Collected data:
►
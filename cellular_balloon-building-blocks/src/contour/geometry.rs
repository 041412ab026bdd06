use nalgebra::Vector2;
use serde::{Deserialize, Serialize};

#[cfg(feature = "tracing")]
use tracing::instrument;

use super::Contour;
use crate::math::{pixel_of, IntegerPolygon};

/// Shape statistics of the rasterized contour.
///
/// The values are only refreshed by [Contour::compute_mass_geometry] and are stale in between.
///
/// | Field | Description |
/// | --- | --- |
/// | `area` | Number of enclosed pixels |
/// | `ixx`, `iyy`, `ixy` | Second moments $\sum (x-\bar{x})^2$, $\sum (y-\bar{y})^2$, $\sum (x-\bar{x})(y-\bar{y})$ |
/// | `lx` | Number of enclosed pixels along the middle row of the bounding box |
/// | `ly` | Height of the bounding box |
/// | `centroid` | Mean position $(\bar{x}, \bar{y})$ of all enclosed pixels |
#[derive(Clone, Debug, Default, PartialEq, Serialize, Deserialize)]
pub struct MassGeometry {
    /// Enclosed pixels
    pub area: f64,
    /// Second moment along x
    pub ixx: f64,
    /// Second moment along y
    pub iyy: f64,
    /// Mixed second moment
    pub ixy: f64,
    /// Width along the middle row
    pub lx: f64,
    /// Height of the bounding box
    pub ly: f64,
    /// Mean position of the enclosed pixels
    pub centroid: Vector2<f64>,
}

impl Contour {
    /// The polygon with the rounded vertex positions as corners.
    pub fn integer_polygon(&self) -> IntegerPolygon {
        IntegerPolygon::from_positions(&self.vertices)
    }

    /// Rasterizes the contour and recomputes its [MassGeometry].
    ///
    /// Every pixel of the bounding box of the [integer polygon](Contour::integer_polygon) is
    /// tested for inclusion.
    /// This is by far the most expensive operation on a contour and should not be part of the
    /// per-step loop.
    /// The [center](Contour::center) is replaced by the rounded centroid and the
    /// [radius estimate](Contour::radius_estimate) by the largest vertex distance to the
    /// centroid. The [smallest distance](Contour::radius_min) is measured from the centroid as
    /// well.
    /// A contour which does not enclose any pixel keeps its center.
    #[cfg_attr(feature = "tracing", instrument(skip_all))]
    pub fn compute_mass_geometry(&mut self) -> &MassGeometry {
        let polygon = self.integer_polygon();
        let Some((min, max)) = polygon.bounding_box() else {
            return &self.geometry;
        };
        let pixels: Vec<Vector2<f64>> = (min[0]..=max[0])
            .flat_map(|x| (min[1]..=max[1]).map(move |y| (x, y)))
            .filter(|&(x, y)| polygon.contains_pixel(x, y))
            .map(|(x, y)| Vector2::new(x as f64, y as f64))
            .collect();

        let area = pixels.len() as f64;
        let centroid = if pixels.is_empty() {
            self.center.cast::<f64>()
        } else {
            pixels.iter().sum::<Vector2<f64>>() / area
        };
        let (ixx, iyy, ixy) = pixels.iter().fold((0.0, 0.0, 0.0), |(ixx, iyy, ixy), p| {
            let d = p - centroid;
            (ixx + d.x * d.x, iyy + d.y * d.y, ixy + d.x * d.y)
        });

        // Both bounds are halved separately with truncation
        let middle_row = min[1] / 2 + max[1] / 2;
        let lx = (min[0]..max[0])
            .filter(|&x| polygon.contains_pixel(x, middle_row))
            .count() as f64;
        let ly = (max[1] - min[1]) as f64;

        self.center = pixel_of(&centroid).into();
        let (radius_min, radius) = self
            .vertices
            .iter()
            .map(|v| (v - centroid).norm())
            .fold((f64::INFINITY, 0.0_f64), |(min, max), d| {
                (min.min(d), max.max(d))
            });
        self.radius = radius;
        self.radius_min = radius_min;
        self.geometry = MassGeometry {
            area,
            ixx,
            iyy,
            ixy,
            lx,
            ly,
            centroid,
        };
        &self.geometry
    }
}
◄
Your instructions
Reproduce, exactly as they stand in the data above, the lines from the one that holds "distance to the" to the one that holds "self.center.cast::<f64>()", inclusive.

Completed task
    /// [radius estimate](Contour::radius_estimate) by the largest vertex distance to the
    /// centroid. The [smallest distance](Contour::radius_min) is measured from the centroid as
    /// well.
    /// A contour which does not enclose any pixel keeps its center.
    #[cfg_attr(feature = "tracing", instrument(skip_all))]
    pub fn compute_mass_geometry(&mut self) -> &MassGeometry {
        let polygon = self.integer_polygon();
        let Some((min, max)) = polygon.bounding_box() else {
            return &self.geometry;
        };
        let pixels: Vec<Vector2<f64>> = (min[0]..=max[0])
            .flat_map(|x| (min[1]..=max[1]).map(move |y| (x, y)))
            .filter(|&(x, y)| polygon.contains_pixel(x, y))
            .map(|(x, y)| Vector2::new(x as f64, y as f64))
            .collect();

        let area = pixels.len() as f64;
        let centroid = if pixels.is_empty() {
            self.center.cast::<f64>()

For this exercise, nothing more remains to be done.